Payment for my elixirs didn't go through... I guess I won't have new strings then


----------



## BrainArt (Aug 17, 2010)

Tired, sore, exhausted, depressed, hungry. Pretty much my first post I had in this thread.  And a little annoyed that one of my female friends hasn't been talking to me the past couple of days for some reason.


----------



## IDLE (Aug 18, 2010)

Turrable, I want to move to CA really bad, but all the job offers feel through and I've had bad luck finding anything else. So I'm stuck here in the boonies with no friends .

I guess graduating from college really was useless lol.


----------



## Beef McStud (Aug 18, 2010)

it fucken sucks getting robbed.


----------



## FYP666 (Aug 18, 2010)

Anxiety. I moved a week ago first time on my own to a city 150 miles from my family to study, at local Pop&Jazz Conservatory.

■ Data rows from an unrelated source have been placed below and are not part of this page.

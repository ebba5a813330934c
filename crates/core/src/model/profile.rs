use serde::{Deserialize, Serialize};
use std::collections::BTreeMap;
use std::fmt;
use std::str::FromStr;
use thiserror::Error;

use crate::model::ids::AchievementId;

//
// ─── ERRORS ────────────────────────────────────────────────────────────────────
//

#[derive(Debug, Error, Clone, PartialEq, Eq)]
#[non_exhaustive]
pub enum ProfileError {
    #[error("display name cannot be empty")]
    EmptyName,

    #[error("display name must be at most {max} characters")]
    NameTooLong { max: usize },

    #[error("age must be between 2 and 10, got {0}")]
    AgeOutOfRange(u8),

    #[error("unknown age group: {0}")]
    UnknownAgeGroup(String),
}

#[derive(Debug, Error, Clone, PartialEq, Eq)]
#[error("unknown game type: {0}")]
pub struct ParseGameTypeError(pub String);

//
// ─── AGE GROUP ─────────────────────────────────────────────────────────────────
//

#[derive(Debug, Clone, Copy, PartialEq, Eq, Hash, Serialize, Deserialize)]
pub enum AgeGroup {
    #[serde(rename = "2-4")]
    TwoToFour,
    #[serde(rename = "5-7")]
    FiveToSeven,
    #[serde(rename = "8-10")]
    EightToTen,
}

impl AgeGroup {
    /// Group for a supported age (2 to 10).
    #[must_use]
    pub fn for_age(age: u8) -> Option<Self> {
        match age {
            2..=4 => Some(Self::TwoToFour),
            5..=7 => Some(Self::FiveToSeven),
            8..=10 => Some(Self::EightToTen),
            _ => None,
        }
    }

    #[must_use]
    pub fn as_str(self) -> &'static str {
        match self {
            AgeGroup::TwoToFour => "2-4",
            AgeGroup::FiveToSeven => "5-7",
            AgeGroup::EightToTen => "8-10",
        }
    }

    /// Games suggested to parents for this age group.
    #[must_use]
    pub fn recommended_games(self) -> &'static [GameType] {
        match self {
            AgeGroup::TwoToFour => &[GameType::Counting, GameType::Shapes],
            AgeGroup::FiveToSeven => &[GameType::Math, GameType::Counting, GameType::Shapes],
            AgeGroup::EightToTen => &[GameType::Math, GameType::Memory],
        }
    }
}

impl FromStr for AgeGroup {
    type Err = ProfileError;

    fn from_str(s: &str) -> Result<Self, Self::Err> {
        match s.trim() {
            "2-4" => Ok(Self::TwoToFour),
            "5-7" => Ok(Self::FiveToSeven),
            "8-10" => Ok(Self::EightToTen),
            other => Err(ProfileError::UnknownAgeGroup(other.to_string())),
        }
    }
}

//
// ─── GAME TYPE ─────────────────────────────────────────────────────────────────
//

/// Mini-game a high score is tracked for.
#[derive(Debug, Clone, Copy, PartialEq, Eq, Hash, PartialOrd, Ord, Serialize, Deserialize)]
#[serde(rename_all = "snake_case")]
pub enum GameType {
    Math,
    Counting,
    Shapes,
    Memory,
}

impl GameType {
    pub const ALL: [GameType; 4] = [
        GameType::Math,
        GameType::Counting,
        GameType::Shapes,
        GameType::Memory,
    ];

    #[must_use]
    pub fn as_str(self) -> &'static str {
        match self {
            GameType::Math => "math",
            GameType::Counting => "counting",
            GameType::Shapes => "shapes",
            GameType::Memory => "memory",
        }
    }
}

impl fmt::Display for GameType {
    fn fmt(&self, f: &mut fmt::Formatter<'_>) -> fmt::Result {
        f.write_str(self.as_str())
    }
}

impl FromStr for GameType {
    type Err = ParseGameTypeError;

    fn from_str(s: &str) -> Result<Self, Self::Err> {
        match s.trim() {
            "math" => Ok(GameType::Math),
            "counting" => Ok(GameType::Counting),
            "shapes" => Ok(GameType::Shapes),
            "memory" => Ok(GameType::Memory),
            other => Err(ParseGameTypeError(other.to_string())),
        }
    }
}

//
// ─── ACHIEVEMENT ───────────────────────────────────────────────────────────────
//

#[derive(Debug, Clone, PartialEq, Eq, Serialize, Deserialize)]
pub struct Achievement {
    pub id: AchievementId,
    pub name: String,
    pub description: String,
    pub required_score: u32,
    pub is_unlocked: bool,
}

impl Achievement {
    /// A locked achievement.
    #[must_use]
    pub fn new(
        id: AchievementId,
        name: impl Into<String>,
        description: impl Into<String>,
        required_score: u32,
    ) -> Self {
        Self {
            id,
            name: name.into(),
            description: description.into(),
            required_score,
            is_unlocked: false,
        }
    }

    /// Catalog every new profile starts with.
    #[must_use]
    pub fn starter_set() -> Vec<Self> {
        vec![
            Self::new(
                AchievementId::new(1),
                "First Steps",
                "Score your first points in a math game",
                10,
            ),
            Self::new(
                AchievementId::new(2),
                "Number Explorer",
                "Score 50 points in one game",
                50,
            ),
            Self::new(
                AchievementId::new(3),
                "Math Whiz",
                "Score 100 points in one game",
                100,
            ),
            Self::new(
                AchievementId::new(4),
                "Dino Champion",
                "Score 200 points in one game",
                200,
            ),
        ]
    }
}

//
// ─── PROFILE ───────────────────────────────────────────────────────────────────
//

/// Shallow merge input for [`PlayerProfile::apply`]. `None` keeps the value.
#[derive(Debug, Clone, Default, PartialEq, Eq)]
pub struct ProfilePatch {
    pub display_name: Option<String>,
    pub age: Option<u8>,
    pub age_group: Option<AgeGroup>,
    pub avatar_id: Option<u32>,
    pub star_total: Option<u32>,
    pub high_scores: Option<BTreeMap<GameType, u32>>,
    pub achievements: Option<Vec<Achievement>>,
    pub last_played: Option<GameType>,
}

/// Identity, stars, high scores and achievements of the current player.
#[derive(Debug, Clone, PartialEq, Eq, Serialize, Deserialize)]
pub struct PlayerProfile {
    display_name: String,
    age: u8,
    age_group: AgeGroup,
    avatar_id: u32,
    star_total: u32,
    high_scores: BTreeMap<GameType, u32>,
    achievements: Vec<Achievement>,
    last_played: Option<GameType>,
}

impl PlayerProfile {
    /// Name shown when nobody is logged in or no name was chosen.
    pub const DEFAULT_NAME: &'static str = "Dino Explorer";
    pub const MAX_NAME_LEN: usize = 32;

    /// The profile a fresh install starts with.
    #[must_use]
    pub fn explorer() -> Self {
        Self {
            display_name: Self::DEFAULT_NAME.to_string(),
            age: 5,
            age_group: AgeGroup::FiveToSeven,
            avatar_id: 1,
            star_total: 0,
            high_scores: GameType::ALL.iter().map(|g| (*g, 0)).collect(),
            achievements: Achievement::starter_set(),
            last_played: None,
        }
    }

    /// Rehydrate a profile from persisted storage.
    #[allow(clippy::too_many_arguments)]
    #[must_use]
    pub fn from_persisted(
        display_name: String,
        age: u8,
        age_group: AgeGroup,
        avatar_id: u32,
        star_total: u32,
        high_scores: BTreeMap<GameType, u32>,
        achievements: Vec<Achievement>,
        last_played: Option<GameType>,
    ) -> Self {
        Self {
            display_name,
            age,
            age_group,
            avatar_id,
            star_total,
            high_scores,
            achievements,
            last_played,
        }
    }

    #[must_use]
    pub fn display_name(&self) -> &str {
        &self.display_name
    }

    #[must_use]
    pub fn age(&self) -> u8 {
        self.age
    }

    #[must_use]
    pub fn age_group(&self) -> AgeGroup {
        self.age_group
    }

    #[must_use]
    pub fn avatar_id(&self) -> u32 {
        self.avatar_id
    }

    #[must_use]
    pub fn star_total(&self) -> u32 {
        self.star_total
    }

    #[must_use]
    pub fn high_scores(&self) -> &BTreeMap<GameType, u32> {
        &self.high_scores
    }

    /// High score for `game`, zero when never played.
    #[must_use]
    pub fn high_score(&self, game: GameType) -> u32 {
        self.high_scores.get(&game).copied().unwrap_or(0)
    }

    #[must_use]
    pub fn achievements(&self) -> &[Achievement] {
        &self.achievements
    }

    #[must_use]
    pub fn last_played(&self) -> Option<GameType> {
        self.last_played
    }

    /// Shallow merge: fields present in `patch` replace the current ones.
    ///
    /// High scores are merged per game and never go down.
    #[must_use]
    pub fn apply(self, patch: ProfilePatch) -> Self {
        let mut high_scores = self.high_scores;
        for (game, score) in patch.high_scores.unwrap_or_default() {
            let entry = high_scores.entry(game).or_insert(0);
            *entry = (*entry).max(score);
        }
        Self {
            display_name: patch.display_name.unwrap_or(self.display_name),
            age: patch.age.unwrap_or(self.age),
            age_group: patch.age_group.unwrap_or(self.age_group),
            avatar_id: patch.avatar_id.unwrap_or(self.avatar_id),
            star_total: patch.star_total.unwrap_or(self.star_total),
            high_scores,
            achievements: patch.achievements.unwrap_or(self.achievements),
            last_played: patch.last_played.or(self.last_played),
        }
    }

    #[must_use]
    pub fn add_stars(self, stars: u32) -> Self {
        Self {
            star_total: self.star_total.saturating_add(stars),
            ..self
        }
    }

    /// Unlocks the achievement with `id`; unknown ids leave the profile as is.
    #[must_use]
    pub fn unlock_achievement(mut self, id: AchievementId) -> Self {
        if let Some(achievement) = self.achievements.iter_mut().find(|a| a.id == id) {
            achievement.is_unlocked = true;
        }
        self
    }

    /// Stores `score` for `game` only if it beats the current high score.
    #[must_use]
    pub fn raise_high_score(mut self, game: GameType, score: u32) -> Self {
        let entry = self.high_scores.entry(game).or_insert(0);
        if score > *entry {
            *entry = score;
        }
        self
    }

    #[must_use]
    pub fn played(self, game: GameType) -> Self {
        Self {
            last_played: Some(game),
            ..self
        }
    }

    /// Best score over all games.
    #[must_use]
    pub fn highest_score(&self) -> u32 {
        self.high_scores.values().copied().max().unwrap_or(0)
    }

    /// Number of games with a positive high score.
    #[must_use]
    pub fn games_played(&self) -> usize {
        self.high_scores.values().filter(|score| **score > 0).count()
    }

    #[must_use]
    pub fn recommended_games(&self) -> &'static [GameType] {
        self.age_group.recommended_games()
    }
}

impl Default for PlayerProfile {
    fn default() -> Self {
        Self::explorer()
    }
}

//
// ─── DRAFT ─────────────────────────────────────────────────────────────────────
//

/// User-entered identity fields, validated before becoming a profile.
#[derive(Clone, Debug, Default)]
pub struct ProfileDraft {
    pub display_name: String,
    pub age: u8,
    pub avatar_id: u32,
}

impl ProfileDraft {
    /// Validate into a fresh profile; the age group is derived from the age.
    ///
    /// # Errors
    ///
    /// Returns `ProfileError` for an empty or overlong name or an unsupported age.
    pub fn validate(self) -> Result<PlayerProfile, ProfileError> {
        let patch = self.validate_patch()?;
        Ok(PlayerProfile::explorer().apply(patch))
    }

    /// Validate into a patch for an existing profile, keeping its progress.
    ///
    /// # Errors
    ///
    /// Returns `ProfileError` for an empty or overlong name or an unsupported age.
    pub fn validate_patch(self) -> Result<ProfilePatch, ProfileError> {
        let name = self.display_name.trim();
        if name.is_empty() {
            return Err(ProfileError::EmptyName);
        }
        if name.chars().count() > PlayerProfile::MAX_NAME_LEN {
            return Err(ProfileError::NameTooLong {
                max: PlayerProfile::MAX_NAME_LEN,
            });
        }
        let age_group = AgeGroup::for_age(self.age).ok_or(ProfileError::AgeOutOfRange(self.age))?;

        Ok(ProfilePatch {
            display_name: Some(name.to_string()),
            age: Some(self.age),
            age_group: Some(age_group),
            avatar_id: Some(self.avatar_id),
            ..ProfilePatch::default()
        })
    }
}
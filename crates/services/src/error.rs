//! Shared error types for the services crate.

use thiserror::Error;

use dino_core::model::{GameSummaryError, ProfileError, SoundSettingsError};
use storage::repository::StorageError;
use storage::sqlite::SqliteInitError;

/// Errors emitted by the game session workflow.
#[derive(Debug, Error)]
#[non_exhaustive]
pub enum SessionError {
    #[error("session already completed")]
    Completed,
    #[error("session is not finished yet")]
    NotFinished,
    #[error("session is paused")]
    Paused,
    #[error("current question was already answered")]
    AlreadyAnswered,
    #[error("continuation does not belong to the current question")]
    StaleContinuation,
    #[error("reward already applied to this session")]
    AlreadyRewarded,
    #[error(transparent)]
    Summary(#[from] GameSummaryError),
    #[error(transparent)]
    Storage(#[from] StorageError),
}

/// Errors emitted by `ProfileService`.
#[derive(Debug, Error)]
#[non_exhaustive]
pub enum ProfileServiceError {
    #[error(transparent)]
    Profile(#[from] ProfileError),
    #[error(transparent)]
    Storage(#[from] StorageError),
}

/// Errors emitted by `SoundSettingsService`.
#[derive(Debug, Error)]
#[non_exhaustive]
pub enum SoundSettingsServiceError {
    #[error(transparent)]
    Settings(#[from] SoundSettingsError),
    #[error(transparent)]
    Storage(#[from] StorageError),
}

/// Errors emitted while bootstrapping app services or starting a game.
#[derive(Debug, Error)]
#[non_exhaustive]
pub enum AppServicesError {
    #[error(transparent)]
    Sqlite(#[from] SqliteInitError),
    #[error(transparent)]
    Storage(#[from] StorageError),
    #[error(transparent)]
    Profile(#[from] ProfileServiceError),
    #[error(transparent)]
    Session(#[from] SessionError),
}
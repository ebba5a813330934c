//! Random arithmetic questions per difficulty tier.

use rand::Rng;

use crate::model::{Operation, Question, QuestionId, Tier};

/// Maps a uniform roll in `[0, 1)` to the operation asked at `tier`.
///
/// - beginner: addition / subtraction, even split
/// - intermediate: addition 0.4, subtraction 0.4, multiplication 0.2
/// - advanced: addition 0.3, subtraction 0.3, multiplication 0.3, division 0.1
#[must_use]
pub fn pick_operation(tier: Tier, roll: f64) -> Operation {
    match tier {
        Tier::Beginner => {
            if roll < 0.5 {
                Operation::Addition
            } else {
                Operation::Subtraction
            }
        }
        Tier::Intermediate => {
            if roll < 0.4 {
                Operation::Addition
            } else if roll < 0.8 {
                Operation::Subtraction
            } else {
                Operation::Multiplication
            }
        }
        Tier::Advanced => {
            if roll < 0.3 {
                Operation::Addition
            } else if roll < 0.6 {
                Operation::Subtraction
            } else if roll < 0.9 {
                Operation::Multiplication
            } else {
                Operation::Division
            }
        }
    }
}

/// Generates a fresh question for `tier`.
///
/// Results are never negative and divisions are always exact.
pub fn generate<R: Rng + ?Sized>(tier: Tier, rng: &mut R) -> Question {
    let id = QuestionId::new(rng.random());
    let operation = pick_operation(tier, rng.random::<f64>());

    match (tier, operation) {
        (Tier::Beginner, op) => {
            let a = rng.random_range(1..=10);
            let b = rng.random_range(1..=10);
            Question::compose(id, tier, op, a, b)
        }
        (Tier::Intermediate, Operation::Multiplication) => {
            let a = rng.random_range(1..=10);
            let b = rng.random_range(1..=10);
            Question::compose(id, tier, Operation::Multiplication, a, b)
        }
        (Tier::Intermediate, op) => {
            let a = rng.random_range(1..=20);
            let b = rng.random_range(1..=20);
            Question::compose(id, tier, op, a, b)
        }
        (Tier::Advanced, Operation::Multiplication) => {
            let a = rng.random_range(1..=12);
            let b = rng.random_range(1..=12);
            Question::compose(id, tier, Operation::Multiplication, a, b)
        }
        (Tier::Advanced, Operation::Division) => {
            let divisor = rng.random_range(1..=10);
            let quotient = rng.random_range(1..=10);
            Question::division(id, tier, divisor, quotient)
        }
        (Tier::Advanced, op) => {
            let a = rng.random_range(1..=50);
            let b = rng.random_range(1..=20);
            Question::compose(id, tier, op, a, b)
        }
    }
}

#[cfg(test)]
mod tests {
    use super::*;
    use rand::SeedableRng;
    use rand::rngs::StdRng;

    #[test]
    fn operation_boundaries() {
        assert_eq!(pick_operation(Tier::Beginner, 0.49), Operation::Addition);
        assert_eq!(pick_operation(Tier::Beginner, 0.5), Operation::Subtraction);

        assert_eq!(pick_operation(Tier::Intermediate, 0.39), Operation::Addition);
        assert_eq!(pick_operation(Tier::Intermediate, 0.4), Operation::Subtraction);
        assert_eq!(
            pick_operation(Tier::Intermediate, 0.8),
            Operation::Multiplication
        );

        assert_eq!(pick_operation(Tier::Advanced, 0.29), Operation::Addition);
        assert_eq!(pick_operation(Tier::Advanced, 0.3), Operation::Subtraction);
        assert_eq!(pick_operation(Tier::Advanced, 0.6), Operation::Multiplication);
        assert_eq!(pick_operation(Tier::Advanced, 0.9), Operation::Division);
        assert_eq!(pick_operation(Tier::Advanced, 0.999), Operation::Division);
    }

    #[test]
    fn generated_questions_respect_tier_ranges() {
        let mut rng = StdRng::seed_from_u64(7);
        for _ in 0..2_000 {
            let q = generate(Tier::Beginner, &mut rng);
            assert!(matches!(
                q.operation(),
                Operation::Addition | Operation::Subtraction
            ));
            assert!((1..=10).contains(&q.operand1()));
            assert!((1..=10).contains(&q.operand2()));
            assert!(q.operand1() >= q.operand2() || q.operation() == Operation::Addition);

            let q = generate(Tier::Intermediate, &mut rng);
            assert_ne!(q.operation(), Operation::Division);
            let max = if q.operation() == Operation::Multiplication {
                10
            } else {
                20
            };
            assert!(q.operand1() <= max && q.operand2() <= max);

            let q = generate(Tier::Advanced, &mut rng);
            match q.operation() {
                Operation::Multiplication => {
                    assert!(q.operand1() <= 12 && q.operand2() <= 12);
                }
                Operation::Division => {
                    assert!((1..=10).contains(&q.operand2()));
                    assert!((1..=10).contains(&q.correct_answer()));
                }
                _ => assert!(q.operand1() <= 50 && q.operand2() <= 50),
            }
        }
    }

    #[test]
    fn answers_are_consistent_and_divisions_exact() {
        let mut rng = StdRng::seed_from_u64(2024);
        for tier in Tier::ALL {
            for _ in 0..1_000 {
                let q = generate(tier, &mut rng);
                assert_eq!(q.tier(), tier);
                let (a, b) = (q.operand1(), q.operand2());
                let expected = match q.operation() {
                    Operation::Addition => a + b,
                    Operation::Subtraction => a - b,
                    Operation::Multiplication => a * b,
                    Operation::Division => {
                        assert_eq!(a % b, 0);
                        a / b
                    }
                };
                assert_eq!(q.correct_answer(), expected);
                assert!(q.display_text().ends_with(" = ?"));
            }
        }
    }

    #[test]
    fn advanced_tier_eventually_asks_every_operation() {
        let mut rng = StdRng::seed_from_u64(99);
        let mut seen = std::collections::HashSet::new();
        for _ in 0..500 {
            seen.insert(generate(Tier::Advanced, &mut rng).operation());
        }
        assert_eq!(seen.len(), 4);
    }
}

Sure it's cool, but all my friends and family still lives in another town, takes a bit to get used to this


----------



## Murmel (Aug 18, 2010)

Beef McStud said:


> it fucken sucks getting robbed.


Did you get robbed?
Fuck man, let's hope them assholes get run over or something


----------



## TreWatson (Aug 18, 2010)

eating breakfast.

...nom.


----------



## BrainArt (Aug 18, 2010)

FYP666 said:


> Anxiety. I moved a week ago first time on my own to a city 150 miles from my family to study, at local Pop&Jazz Conservatory. Sure it's cool, but all my friends and family still lives in another town, takes a bit to get used to this



Is it bad if I say that I read your post in Toki's voice? 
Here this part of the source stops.